Now the Dutch digital mapping company is betting that your car needs directions more than you do. Over the past few years, TomTom has been building high-definition or “dynamic” maps for self-driving cars. It’s a decision that could help it challenge tech platforms like Google as cars are increasingly sold with more autonomous capabilities.
“We used to make maps for humans, but now we make maps for robots,” Alain De Taeye, member of TomTom’s management board, said at a journalist briefing in Amsterdam.
TomTom’s share price peaked in 2007 at around €100/share. But this summit coincided with the launch of the iPhone. A year later, TomTom reported sales of more than 12 million personal navigation devices, it’s record high. By 2011, it announced a restructuring programme that included forced layoffs to counter lower sales and in 2017, TomTom took a €169-million write-down on its consumer unit. It’s share price has since hovered at around €20.
TomTom now finds itself with several deep-pocketed rivals battling for the future of car navigation, including Apple, Google and Here Technologies, the digital mapping company controlled by BMW and other German car makers. In a blow for TomTom, longtime partner Renault and associates Nissan and Mitsubishi Motors last year signed on with Google’s Android operating system to supply standard-definition maps.
Doubling down
On a quest to claw its way back, TomTom is ditching unwanted business lines, like the Telematics fleet-management business, and doubling down on HD maps. TomTom says it’s been able to differentiate itself from competitors on HD maps by being independent and not having an advertising-based business model like Google’s.
In addition to sensors and other features, HD maps are an important part of autonomous driving, which can incorporate different levels of human assistance — from very little to none whatsoever in even the harshest weather conditions.
HD maps, stored on a car’s computer system, replicate every lane, guard-rail, road edge and pole that a vehicle sees, helping cars locate their positions within centimetres.

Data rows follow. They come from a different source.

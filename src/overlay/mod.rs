//! Overlay compositing.
//!
//! The final poster is rebuilt from the cached original on every run by
//! stacking up to three layers, in this order:
//!
//! 1. a static brand overlay image,
//! 2. a pre-rendered TMDB rating badge picked by percent bucket ([`rating`]),
//! 3. a rating box drawn at runtime with a bold font ([`badge`]).
//!
//! A failing layer is recorded in the [`ComposeReport`] and the remaining
//! layers still run; only failing to load the base or to save the result
//! costs the folder its poster.

pub mod badge;
pub mod font;
pub mod rating;

use std::fmt;
use std::path::Path;

use ab_glyph::FontArc;
use image::imageops::{self, FilterType};
use image::{DynamicImage, RgbaImage};
use tracing::{info, warn};

use crate::config::Config;
use crate::error::{ComposeError, OverlayError};
use crate::images::{encode_jpeg, write_atomic, PosterPaths, FINAL_JPEG_QUALITY};
use crate::metadata::MetadataProvider;
use crate::scanner::MovieFolder;

pub use font::{FileFontLoader, FontLoader};

/// One overlay layer.
#[derive(Debug, Clone, Copy, PartialEq, Eq)]
pub enum Layer {
    Static,
    CatalogRating,
    RenderedRating,
}

impl fmt::Display for Layer {
    fn fmt(&self, f: &mut fmt::Formatter<'_>) -> fmt::Result {
        match self {
            Self::Static => write!(f, "static overlay"),
            Self::CatalogRating => write!(f, "TMDB rating badge"),
            Self::RenderedRating => write!(f, "rendered rating badge"),
        }
    }
}

/// What happened to one layer.
#[derive(Debug)]
pub enum LayerStatus {
    Applied,
    /// Too few votes to trust the rating; nothing drawn.
    BelowThreshold { vote_count: u64, min_vote_count: u64 },
    Failed(OverlayError),
}

/// Per-layer outcomes of one compose, for enabled layers only.
#[derive(Debug, Default)]
pub struct ComposeReport {
    pub layers: Vec<(Layer, LayerStatus)>,
}

impl ComposeReport {
    pub fn status(&self, layer: Layer) -> Option<&LayerStatus> {
        self.layers
            .iter()
            .find(|(l, _)| *l == layer)
            .map(|(_, s)| s)
    }

    pub fn applied(&self, layer: Layer) -> bool {
        matches!(self.status(layer), Some(LayerStatus::Applied))
    }

    pub fn applied_count(&self) -> usize {
        self.layers
            .iter()
            .filter(|(_, s)| matches!(s, LayerStatus::Applied))
            .count()
    }

    fn record(&mut self, layer: Layer, result: Result<LayerStatus, OverlayError>) {
        let status = result.unwrap_or_else(LayerStatus::Failed);
        match &status {
            LayerStatus::Applied => info!("Applied {}", layer),
            LayerStatus::BelowThreshold {
                vote_count,
                min_vote_count,
            } => info!(
                vote_count,
                min_vote_count, "TMDB vote count below threshold, skipping {}", layer
            ),
            LayerStatus::Failed(e) => warn!(error = %e, "Skipping {}", layer),
        }
        self.layers.push((layer, status));
    }
}

/// Builds `poster.jpg` from the cached original and the enabled overlays.
pub struct OverlayCompositor<'a> {
    config: &'a Config,
    metadata: &'a dyn MetadataProvider,
    font: Option<&'a FontArc>,
}

impl<'a> OverlayCompositor<'a> {
    /// `font` must be loaded up front when the rendered badge is enabled.
    pub fn new(
        config: &'a Config,
        metadata: &'a dyn MetadataProvider,
        font: Option<&'a FontArc>,
    ) -> Self {
        Self {
            config,
            metadata,
            font,
        }
    }

    /// Rebuild the folder's final poster. The cached original must exist.
    pub fn compose(&self, folder: &MovieFolder) -> Result<ComposeReport, ComposeError> {
        let paths = PosterPaths::for_folder(&folder.path);
        let mut base = image::open(&paths.cache_file)
            .map_err(|source| ComposeError::BaseImage {
                path: paths.cache_file.clone(),
                source,
            })?
            .to_rgba8();

        let mut report = ComposeReport::default();

        if self.config.static_overlay.enabled {
            let result = self.apply_static(&mut base);
            report.record(Layer::Static, result);
        }
        if self.config.rating_overlay.enabled {
            let result = self.apply_catalog_rating(&mut base, folder.tmdb_id);
            report.record(Layer::CatalogRating, result);
        }
        if self.config.rendered_badge.enabled {
            let result = self.apply_rendered_rating(&mut base, folder.tmdb_id);
            report.record(Layer::RenderedRating, result);
        }

        let flattened = DynamicImage::ImageRgba8(base).to_rgb8();
        let data = encode_jpeg(&flattened, FINAL_JPEG_QUALITY).map_err(ComposeError::Encode)?;
        write_atomic(&paths.final_file, &data).map_err(|source| ComposeError::Save {
            path: paths.final_file.clone(),
            source,
        })?;

        info!(path = %paths.final_file.display(), "Saved final poster");
        Ok(report)
    }

    fn apply_static(&self, base: &mut RgbaImage) -> Result<LayerStatus, OverlayError> {
        composite_file(base, &self.config.static_overlay.path)?;
        Ok(LayerStatus::Applied)
    }

    fn apply_catalog_rating(
        &self,
        base: &mut RgbaImage,
        tmdb_id: u64,
    ) -> Result<LayerStatus, OverlayError> {
        let details = self.metadata.movie_details(tmdb_id)?;
        let min_vote_count = self.config.min_vote_count;
        if !rating::meets_vote_threshold(details.vote_count, min_vote_count) {
            return Ok(LayerStatus::BelowThreshold {
                vote_count: details.vote_count,
                min_vote_count,
            });
        }

        let percent = rating::rating_percent(details.vote_average);
        let asset = rating::badge_asset_path(&self.config.rating_overlay.dir, percent);
        composite_file(base, &asset)?;
        info!(percent, "TMDB rating badge selected");
        Ok(LayerStatus::Applied)
    }

    fn apply_rendered_rating(
        &self,
        base: &mut RgbaImage,
        tmdb_id: u64,
    ) -> Result<LayerStatus, OverlayError> {
        let font = self.font.ok_or(OverlayError::FontNotLoaded)?;
        let details = self.metadata.movie_details(tmdb_id)?;
        badge::render_rating_badge(base, details.vote_average, font);
        info!(rating = %badge::rating_label(details.vote_average), "Rendered rating badge");
        Ok(LayerStatus::Applied)
    }
}

/// Load an overlay image, stretch it to the base size if needed, and
/// alpha-composite it over the whole base.
fn composite_file(base: &mut RgbaImage, path: &Path) -> Result<(), OverlayError> {
    if !path.is_file() {
        return Err(OverlayError::AssetMissing(path.to_path_buf()));
    }

    let mut overlay = image::open(path)
        .map_err(|source| OverlayError::Decode {
            path: path.to_path_buf(),
            source,
        })?
        .to_rgba8();

    if overlay.dimensions() != base.dimensions() {
        let (w, h) = base.dimensions();
        overlay = imageops::resize(&overlay, w, h, FilterType::Lanczos3);
    }

    imageops::overlay(base, &overlay, 0, 0);
    Ok(())
}
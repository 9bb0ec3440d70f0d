//! Posterforge - movie poster enrichment for Plex/Jellyfin style libraries
//!
//! This library crate exposes the core functionality for integration testing.

pub mod config;
pub mod error;
pub mod http;
pub mod images;
pub mod metadata;
pub mod notifications;
pub mod overlay;
pub mod processor;
pub mod restore;
pub mod scanner;
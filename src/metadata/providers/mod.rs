//! Concrete metadata provider implementations.
//!
//! Each submodule wraps a single external API and implements the
//! [`MetadataProvider`](super::MetadataProvider) trait.

pub mod tmdb;

pub use tmdb::TmdbClient;
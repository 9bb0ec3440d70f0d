//! Runtime-drawn rating badge: a yellow box with the rating in bold black
//! text, pinned to the bottom-right corner of the poster.

use ab_glyph::{point, Font, FontArc, PxScale, ScaleFont};
use image::{imageops, Rgba, RgbaImage};
use imageproc::drawing::{draw_filled_rect_mut, draw_text_mut};
use imageproc::rect::Rect;

pub const BADGE_WIDTH: u32 = 180;
pub const BADGE_HEIGHT: u32 = 80;
pub const BADGE_PADDING: u32 = 20;
/// Em size of the rating text in pixels.
pub const FONT_SIZE: f32 = 80.0;

/// Empirical downward nudge that visually centers DejaVu Sans Bold at 80px.
/// Retune by eye if the font or size changes; it is not derived from metrics.
pub const BASELINE_OFFSET: f32 = 5.0;

const BADGE_FILL: Rgba<u8> = Rgba([245, 197, 24, 255]);
const TEXT_COLOR: Rgba<u8> = Rgba([0, 0, 0, 255]);

/// Top-left corner of the badge box on a `width` x `height` poster.
pub fn badge_origin(width: u32, height: u32) -> (i32, i32) {
    (
        width as i32 - (BADGE_WIDTH + BADGE_PADDING) as i32,
        height as i32 - (BADGE_HEIGHT + BADGE_PADDING) as i32,
    )
}

/// The rating as shown on the badge, one decimal place.
pub fn rating_label(vote_average: f64) -> String {
    format!("{vote_average:.1}")
}

/// Scale at which the font's em square is `em_px` pixels tall. `PxScale`
/// alone sets the ascent-to-descent height, which is larger than the em.
pub fn em_scale(font: &FontArc, em_px: f32) -> PxScale {
    let height = font.height_unscaled();
    let units_per_em = font.units_per_em().unwrap_or(height);
    PxScale::from(em_px * height / units_per_em)
}

/// Ink extent of `text` laid out on one line, as `(width, height)`.
///
/// Only painted pixels count, so side bearings and the space above the
/// digits are excluded. Returns `None` when nothing would be drawn.
pub fn ink_size(font: &FontArc, scale: PxScale, text: &str) -> Option<(u32, u32)> {
    let scaled = font.as_scaled(scale);
    let mut caret = 0.0;
    let mut prev = None;
    let mut bounds: Option<(f32, f32, f32, f32)> = None;

    for c in text.chars() {
        let id = scaled.glyph_id(c);
        if let Some(prev) = prev {
            caret += scaled.kern(prev, id);
        }
        let glyph = id.with_scale_and_position(scale, point(caret, scaled.ascent()));
        caret += scaled.h_advance(id);
        prev = Some(id);

        if let Some(outlined) = font.outline_glyph(glyph) {
            let b = outlined.px_bounds();
            bounds = Some(match bounds {
                None => (b.min.x, b.min.y, b.max.x, b.max.y),
                Some((l, t, r, btm)) => (
                    l.min(b.min.x),
                    t.min(b.min.y),
                    r.max(b.max.x),
                    btm.max(b.max.y),
                ),
            });
        }
    }

    bounds.map(|(l, t, r, b)| ((r - l).round() as u32, (b - t).round() as u32))
}

/// Top of the text line and left pen position for ink of the measured size,
/// centered on the box at `origin` and nudged down by [`BASELINE_OFFSET`].
/// The line top sits above the ink, so the digits land lower than center.
pub fn text_origin(origin: (i32, i32), text_w: u32, text_h: u32) -> (i32, i32) {
    let center_x = origin.0 as f32 + BADGE_WIDTH as f32 / 2.0;
    let center_y = origin.1 as f32 + BADGE_HEIGHT as f32 / 2.0;
    let x = center_x - text_w as f32 / 2.0;
    let y = center_y - text_h as f32 / 2.0 + BASELINE_OFFSET;
    (x.round() as i32, y.round() as i32)
}

/// Draw the badge on a transparent layer and composite it over `base`.
pub fn render_rating_badge(base: &mut RgbaImage, vote_average: f64, font: &FontArc) {
    let (width, height) = base.dimensions();
    let mut layer = RgbaImage::from_pixel(width, height, Rgba([255, 255, 255, 0]));

    let origin = badge_origin(width, height);
    draw_filled_rect_mut(
        &mut layer,
        Rect::at(origin.0, origin.1).of_size(BADGE_WIDTH, BADGE_HEIGHT),
        BADGE_FILL,
    );

    let label = rating_label(vote_average);
    let scale = em_scale(font, FONT_SIZE);
    let (text_w, text_h) = ink_size(font, scale, &label)
        .unwrap_or((BADGE_WIDTH / 2, BADGE_HEIGHT / 2));
    let (x, y) = text_origin(origin, text_w, text_h);
    draw_text_mut(&mut layer, TEXT_COLOR, x, y, scale, font, &label);

    imageops::overlay(base, &layer, 0, 0);
}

Those features are critical to avoid crashing into nearby cars, but they also help the car discern which traffic light at a busy cross-section it should obey or identify a speed sign hidden by a truck.

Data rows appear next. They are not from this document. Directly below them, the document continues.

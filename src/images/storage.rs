//! Per-folder poster layout and JPEG persistence.
//!
//! A movie folder looks like this after processing:
//!
//! ```text
//! Movie (2020) [tmdbid-603]/
//! ├── original/
//! │   └── original_poster.jpg   1000x1500, q90, never rewritten
//! └── poster.jpg                derived, q95, rebuilt every run
//! ```

use std::io::Cursor;
use std::path::{Path, PathBuf};

use image::codecs::jpeg::JpegEncoder;
use image::{ImageError, RgbImage};

pub const CACHE_DIR_NAME: &str = "original";
pub const CACHE_FILE_NAME: &str = "original_poster.jpg";
pub const FINAL_FILE_NAME: &str = "poster.jpg";

pub const CANONICAL_WIDTH: u32 = 1000;
pub const CANONICAL_HEIGHT: u32 = 1500;

pub const CACHE_JPEG_QUALITY: u8 = 90;
pub const FINAL_JPEG_QUALITY: u8 = 95;

/// Paths of the cached original and the final poster for one folder.
#[derive(Debug, Clone, PartialEq, Eq)]
pub struct PosterPaths {
    pub cache_dir: PathBuf,
    pub cache_file: PathBuf,
    pub final_file: PathBuf,
}

impl PosterPaths {
    pub fn for_folder(folder: &Path) -> Self {
        let cache_dir = folder.join(CACHE_DIR_NAME);
        Self {
            cache_file: cache_dir.join(CACHE_FILE_NAME),
            cache_dir,
            final_file: folder.join(FINAL_FILE_NAME),
        }
    }

    pub fn has_cached_original(&self) -> bool {
        self.cache_file.is_file()
    }
}

/// Encode an RGB image as baseline JPEG at the given quality.
pub fn encode_jpeg(img: &RgbImage, quality: u8) -> Result<Vec<u8>, ImageError> {
    let mut buf = Cursor::new(Vec::new());
    JpegEncoder::new_with_quality(&mut buf, quality).encode_image(img)?;
    Ok(buf.into_inner())
}

/// Write `data` to `path` through a temporary sibling and a rename, so a
/// failure never leaves a truncated file at `path`.
pub fn write_atomic(path: &Path, data: &[u8]) -> std::io::Result<()> {
    let temp_suffix = std::time::SystemTime::now()
        .duration_since(std::time::UNIX_EPOCH)
        .map(|d| d.as_nanos())
        .unwrap_or(0);
    let tmp_path = path.with_extension(format!("tmp.{}", temp_suffix));

    if let Err(e) = std::fs::write(&tmp_path, data) {
        let _ = std::fs::remove_file(&tmp_path);
        return Err(e);
    }

    if let Err(e) = std::fs::rename(&tmp_path, path) {
        let _ = std::fs::remove_file(&tmp_path);
        return Err(e);
    }

    Ok(())
}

So far, TomTom has publicly announced HD partnerships with Baidu on its Apollo driverless project, and with Renault on the car maker’s Symbioz autonomous driving programme. It announced in March that it had won multiple deals to provide HD maps to major car makers, but declined to say which ones. Those contracts, which typically last more than 10 years because of ongoing service needs, have so far resulted in a roughly 60% market share in HD maps for TomTom, according to Willem Strijbosch, the company’s head of autonomous driving.

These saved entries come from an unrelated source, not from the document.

//! Error types used throughout posterforge.
//!
//! Errors are split by blast radius: [`ConfigError`] and [`FontError`] abort
//! the whole run, [`AcquireError`] and [`ComposeError`] skip one folder,
//! [`OverlayError`] skips one layer, and [`HttpError`] on a refresh target
//! skips that target only.

use std::path::PathBuf;

/// A failed HTTP GET.
#[derive(Debug, thiserror::Error)]
pub enum HttpError {
    /// Connection, timeout, or body read failure.
    #[error("request failed: {0}")]
    Transport(#[from] reqwest::Error),

    /// The server answered with a non-success status.
    #[error("unexpected HTTP status {0}")]
    Status(u16),
}

/// Fatal configuration problems detected before any folder is processed.
#[derive(Debug, thiserror::Error)]
pub enum ConfigError {
    #[error("TMDB API key is not set (TMDB_API_KEY)")]
    MissingApiKey,

    #[error("media root {0} does not exist or is not a directory")]
    MediaRootNotFound(PathBuf),

    #[error("failed to read config file {path}: {source}")]
    Read {
        path: PathBuf,
        #[source]
        source: std::io::Error,
    },

    #[error("failed to parse config file {path}: {source}")]
    Parse {
        path: PathBuf,
        #[source]
        source: toml::de::Error,
    },
}

/// The rendered rating badge cannot be drawn without its font.
#[derive(Debug, thiserror::Error)]
pub enum FontError {
    #[error("font {path} could not be read: {source}")]
    Read {
        path: PathBuf,
        #[source]
        source: std::io::Error,
    },

    #[error("font {0} is not a valid TrueType/OpenType font")]
    Invalid(PathBuf),
}

/// Failure to fetch a movie's metadata record.
#[derive(Debug, thiserror::Error)]
pub enum MetadataError {
    #[error("TMDB detail request for {id} failed: {source}")]
    Request {
        id: u64,
        #[source]
        source: HttpError,
    },

    #[error("TMDB detail response for {id} could not be decoded: {source}")]
    Decode {
        id: u64,
        #[source]
        source: serde_json::Error,
    },
}

/// Reasons the original poster could not be cached for a folder.
#[derive(Debug, thiserror::Error)]
pub enum AcquireError {
    #[error(transparent)]
    Metadata(#[from] MetadataError),

    #[error("TMDB has no poster for ID {0}")]
    NoPosterPath(u64),

    #[error("poster download from {url} failed: {source}")]
    Download {
        url: String,
        #[source]
        source: HttpError,
    },

    #[error("downloaded poster could not be decoded: {0}")]
    Decode(#[source] image::ImageError),

    #[error("failed to encode poster: {0}")]
    Encode(#[source] image::ImageError),

    #[error("IO error: {0}")]
    Io(#[from] std::io::Error),
}

/// Failures of one overlay layer. Never aborts the folder.
#[derive(Debug, thiserror::Error)]
pub enum OverlayError {
    #[error("overlay asset not found: {0}")]
    AssetMissing(PathBuf),

    #[error("overlay asset {path} could not be loaded: {source}")]
    Decode {
        path: PathBuf,
        #[source]
        source: image::ImageError,
    },

    #[error(transparent)]
    Metadata(#[from] MetadataError),

    #[error("rendered badge requested but no font was loaded")]
    FontNotLoaded,
}

/// Failures that prevent the final poster from being produced.
#[derive(Debug, thiserror::Error)]
pub enum ComposeError {
    #[error("could not load base image {path}: {source}")]
    BaseImage {
        path: PathBuf,
        #[source]
        source: image::ImageError,
    },

    #[error("failed to encode final poster: {0}")]
    Encode(#[source] image::ImageError),

    #[error("failed to save final poster {path}: {source}")]
    Save {
        path: PathBuf,
        #[source]
        source: std::io::Error,
    },
}

/// Run-level error returned by the processor. Only fatal conditions reach it.
#[derive(Debug, thiserror::Error)]
pub enum ProcessError {
    #[error(transparent)]
    Config(#[from] ConfigError),

    #[error(transparent)]
    Font(#[from] FontError),
}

“Not every car maker has made their decision yet on who will support them on HD maps,” said Strijbosch. “But of all the car makers that have made a decision, we see that the big ones — the top 10 — are picking TomTom.”
TomTom collects traffic and road data on more than 67 million kilometres around the world using 600 million different devices — including its mobile mapping cars, sat navs and mobile phones. Of those roads, TomTom has so far covered only 400 000km in HD. Its HD maps are currently only available on highways in the US, Canada, Europe, South Korea and Japan but it is working to add more side roads as the technology advances.
The mapping firm doesn’t disclose revenue from HD maps but in July it boosted its full-year guidance, saying it now expects sales from its location technology to grow 17% to €435-million, up from €430-million forecast in April. That amounts to around two-thirds of the group’s overall expected revenue.
Biggest risk
“The single biggest risk to the TomTom investment case is costs,” said Wim Gille, head of equity research at ABN Amro. He said the company still has lots of ground to cover on HD maps compared to its standard-definition maps and clients will want reassurance that the company can continue to serve them in a decade from now.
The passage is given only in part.